Another function is to insure marriage in a society in which men have been taught that only circumcised women make good wives. Yet another function of FC is to limit the possible enjoyment level of sex for women. It also serves to implant fear of pain and being shamed and cast out if not a virgin girl or chaste wife. The actual day of circumcision is one of fear and pain, but also accomplishment and recognition as a full adult marriageable member of society. Some have compared it in western terms to a combination of first communion, confirmation or bat mitzvah and sweet sixteen occasion. The girl gets more recognition, including attention, special beautiful clothing, special food and jewelry, after this coming of age ritual than at any other time in her life except on her marriage day.
The perspective that female circumcision necessarily robs women of sexual pleasure presupposes that only the clitoris ensures sexual urge and guarantees sexual pleasure for women. Therefore, alI women who are not circumcized should experience sexual urge and sexual pleasure. If having the clitoris alone does guarantee sexual satisfaction and pleasure, it implies that all women with clitoris should always have sexual pleasure. But if that is not the case then there are other parts of a woman's body and dynamics yet to be made known and emphasized which affect female sexuality and responses.

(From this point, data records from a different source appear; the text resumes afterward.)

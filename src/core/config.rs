use serde::{Deserialize, Serialize};
use std::collections::BTreeMap;
use std::fs;
use std::path::{Path, PathBuf};
use std::time::Duration;

use crate::core::telemetry::{PollPolicy, SourceKind};
use crate::error::{EdgeError, Result};

/// Default port of the PCM sensor server exposing `/persecond`
pub const DEFAULT_POWER_PORT: u16 = 9738;

/// Default GPU management CLI
pub const DEFAULT_GPU_TOOL: &str = "xpu-smi";

#[derive(Debug, Clone, Serialize, Deserialize)]
pub struct Config {
    /// Root folder holding one sub-folder (with its own `.venv`) per worker script
    #[serde(default = "default_workers_dir")]
    pub workers_dir: PathBuf,
    /// Trusted directory for uploaded media; the only place deletions may happen
    #[serde(default = "default_media_dir")]
    pub media_dir: PathBuf,
    /// Predefined sample assets shipped with the workers
    #[serde(default = "default_assets_dir")]
    pub assets_dir: PathBuf,
    /// Process table, worker logs and the workload store
    #[serde(default = "default_state_dir")]
    pub state_dir: PathBuf,
    #[serde(default = "default_power_port")]
    pub power_port: u16,
    #[serde(default = "default_gpu_tool")]
    pub gpu_tool: String,
    /// Per-source overrides of the polling policy
    #[serde(default)]
    pub telemetry: BTreeMap<SourceKind, PolicyOverride>,
}

/// Partial polling policy; unset fields keep the source's default
#[derive(Debug, Clone, Default, Serialize, Deserialize)]
pub struct PolicyOverride {
    #[serde(default)]
    pub interval_ms: Option<u64>,
    #[serde(default)]
    pub timeout_ms: Option<u64>,
    #[serde(default)]
    pub retry_limit: Option<u32>,
    #[serde(default)]
    pub retry_delay_ms: Option<u64>,
}

impl Default for Config {
    fn default() -> Self {
        Self {
            workers_dir: default_workers_dir(),
            media_dir: default_media_dir(),
            assets_dir: default_assets_dir(),
            state_dir: default_state_dir(),
            power_port: default_power_port(),
            gpu_tool: default_gpu_tool(),
            telemetry: BTreeMap::new(),
        }
    }
}

impl Config {
    pub fn load() -> Result<Self> {
        Self::load_from(&Self::get_config_path()?)
    }

    /// Load from an explicit path. Missing, empty or outdated files yield defaults.
    pub fn load_from(path: &Path) -> Result<Self> {
        if !path.exists() {
            return Ok(Config::default());
        }

        let data = fs::read(path)?;
        if data.is_empty() {
            return Ok(Config::default());
        }

        match serde_json::from_slice(&data) {
            Ok(config) => Ok(config),
            Err(e) => {
                log::warn!(
                    "Ignoring unreadable config {}: {} (using defaults)",
                    path.display(),
                    e
                );
                Ok(Config::default())
            }
        }
    }

    pub fn save(&self) -> Result<()> {
        self.save_to(&Self::get_config_path()?)
    }

    pub fn save_to(&self, path: &Path) -> Result<()> {
        if let Some(parent) = path.parent() {
            fs::create_dir_all(parent)?;
        }
        let data = serde_json::to_vec_pretty(self)?;
        fs::write(path, data)?;
        Ok(())
    }

    fn get_config_path() -> Result<PathBuf> {
        let config_dir = dirs::config_dir()
            .ok_or_else(|| EdgeError::config("Could not determine config directory"))?;

        Ok(config_dir.join("edgeboard").join("config.json"))
    }

    pub fn logs_dir(&self) -> PathBuf {
        self.state_dir.join("logs")
    }

    pub fn process_table_path(&self) -> PathBuf {
        self.state_dir.join("processes.json")
    }

    pub fn workload_store_path(&self) -> PathBuf {
        self.state_dir.join("workloads.json")
    }

    /// Effective polling policy for `kind`: the source default with any override applied
    pub fn poll_policy(&self, kind: SourceKind) -> PollPolicy {
        let mut policy = PollPolicy::for_source(kind);
        if let Some(over) = self.telemetry.get(&kind) {
            if let Some(ms) = over.interval_ms {
                policy.interval = Duration::from_millis(ms.max(100));
            }
            if let Some(ms) = over.timeout_ms {
                policy.timeout = Some(Duration::from_millis(ms));
            }
            if let Some(limit) = over.retry_limit {
                policy.retry_limit = limit;
            }
            if let Some(ms) = over.retry_delay_ms {
                policy.retry_delay = Duration::from_millis(ms);
            }
        }
        policy
    }
}

fn data_root() -> PathBuf {
    dirs::data_dir()
        .unwrap_or_else(std::env::temp_dir)
        .join("edgeboard")
}

fn default_workers_dir() -> PathBuf {
    data_root().join("workers")
}

fn default_media_dir() -> PathBuf {
    data_root().join("media")
}

fn default_assets_dir() -> PathBuf {
    data_root().join("assets")
}

fn default_state_dir() -> PathBuf {
    data_root().join("state")
}

fn default_power_port() -> u16 {
    DEFAULT_POWER_PORT
}

fn default_gpu_tool() -> String {
    DEFAULT_GPU_TOOL.to_string()
}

This presumption suggests common reasons for women to engage in sexual relations and that all women should react to sexual stimulation in the same way regardless of cultural differences and social back- grounds. Sex in most African societies serves procreation, not necessarily the satisfaction of emotional needs. It is conceived as a sacred act and a spiritual experience with emphasis on spiritual compatibility of partners.
It is believed that sexual urge depends on the nature of existing relationship between women and their spouses to a large extent. Is the man caring, is he protective, emotionally and morally supportive? These are some of the concerns which affect the state of mind of many African women in their responses to sexual stimulus and satisfaction.
Therefore is circumcision an abuse of individual rights?